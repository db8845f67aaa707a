//! Proximity links between particles.
//!
//! Every unordered pair closer than the connection threshold is linked by a
//! line whose alpha falls off linearly with distance. Near the pointer the
//! threshold grows, so links bloom around the cursor.
//!
//! The pair scan is O(n²). The particle cap keeps n small enough that a
//! spatial index would cost more than it saves.

use glam::Vec2;

use crate::config::FieldConfig;
use crate::particle::Particle;

/// A link between particles `a < b`.
///
/// Produced fresh every frame from the current positions; nothing about a
/// link survives to the next frame.
///
/// # Example
///
/// ```ignore
/// for link in field.connections(pointer) {
///     println!("{} -> {}: alpha {:.2}", link.a, link.b, link.alpha);
/// }
/// ```
#[derive(Debug, Clone, Copy, PartialEq)]
pub struct Connection {
    /// Index of the first particle in the field's collection.
    pub a: usize,
    /// Index of the second particle. Always greater than `a`.
    pub b: usize,
    /// Distance between the two particles in logical pixels.
    pub distance: f32,
    /// Line alpha: `connection_opacity * (1 - distance / threshold)`.
    ///
    /// Strictly positive, since pairs at or beyond the threshold are not
    /// linked.
    pub alpha: f32,
}

/// Pointer proximity in `[0, 1]`: 1 at the pointer, 0 at `radius` and beyond.
///
/// No pointer, a non-finite pointer or a non-positive radius gives 0.
pub fn highlight(position: Vec2, pointer: Option<Vec2>, radius: f32) -> f32 {
    match pointer {
        Some(p) if p.is_finite() && radius > 0.0 => {
            (1.0 - position.distance(p) / radius).clamp(0.0, 1.0)
        }
        _ => 0.0,
    }
}

/// Connection threshold for a pair, widened by the closer endpoint's highlight.
///
/// `connection_distance * (1 + highlight_boost * p)` where `p` is the larger
/// [`highlight`] of the two endpoints. Without a pointer this is just
/// `connection_distance`.
pub fn effective_threshold(config: &FieldConfig, a: Vec2, b: Vec2, pointer: Option<Vec2>) -> f32 {
    let p = highlight(a, pointer, config.highlight_radius)
        .max(highlight(b, pointer, config.highlight_radius));
    config.connection_distance * (1.0 + config.highlight_boost * p)
}

/// Visit every connection in `(a, b)` lexicographic order.
///
/// A pair is linked when its distance is strictly below the effective
/// threshold. Rendering uses this directly so no `Vec` is built per frame.
pub fn for_each_connection<F>(
    particles: &[Particle],
    config: &FieldConfig,
    pointer: Option<Vec2>,
    mut visit: F,
) where
    F: FnMut(Connection),
{
    for (a, pa) in particles.iter().enumerate() {
        for (offset, pb) in particles[a + 1..].iter().enumerate() {
            let threshold = effective_threshold(config, pa.position, pb.position, pointer);
            if !(threshold > 0.0) {
                continue;
            }

            let distance = pa.position.distance(pb.position);
            if distance < threshold {
                visit(Connection {
                    a,
                    b: a + 1 + offset,
                    distance,
                    alpha: config.connection_opacity * (1.0 - distance / threshold),
                });
            }
        }
    }
}

/// Collect every connection for the current positions.
pub fn find_connections(
    particles: &[Particle],
    config: &FieldConfig,
    pointer: Option<Vec2>,
) -> Vec<Connection> {
    let mut out = Vec::new();
    for_each_connection(particles, config, pointer, |c| out.push(c));
    out
}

--

## Aim of the exercise:
Lines from the top of the data above through the line with "pub struct Connection", both ends included: copy them exactly, nothing more.

## Written answer:
repository db8845f67aaa707a
//! Proximity links between particles.
//!
//! Every unordered pair closer than the connection threshold is linked by a
//! line whose alpha falls off linearly with distance. Near the pointer the
//! threshold grows, so links bloom around the cursor.
//!
//! The pair scan is O(n²). The particle cap keeps n small enough that a
//! spatial index would cost more than it saves.

use glam::Vec2;

use crate::config::FieldConfig;
use crate::particle::Particle;

/// A link between particles `a < b`.
///
/// Produced fresh every frame from the current positions; nothing about a
/// link survives to the next frame.
///
/// # Example
///
/// ```ignore
/// for link in field.connections(pointer) {
///     println!("{} -> {}: alpha {:.2}", link.a, link.b, link.alpha);
/// }
/// ```
#[derive(Debug, Clone, Copy, PartialEq)]
pub struct Connection {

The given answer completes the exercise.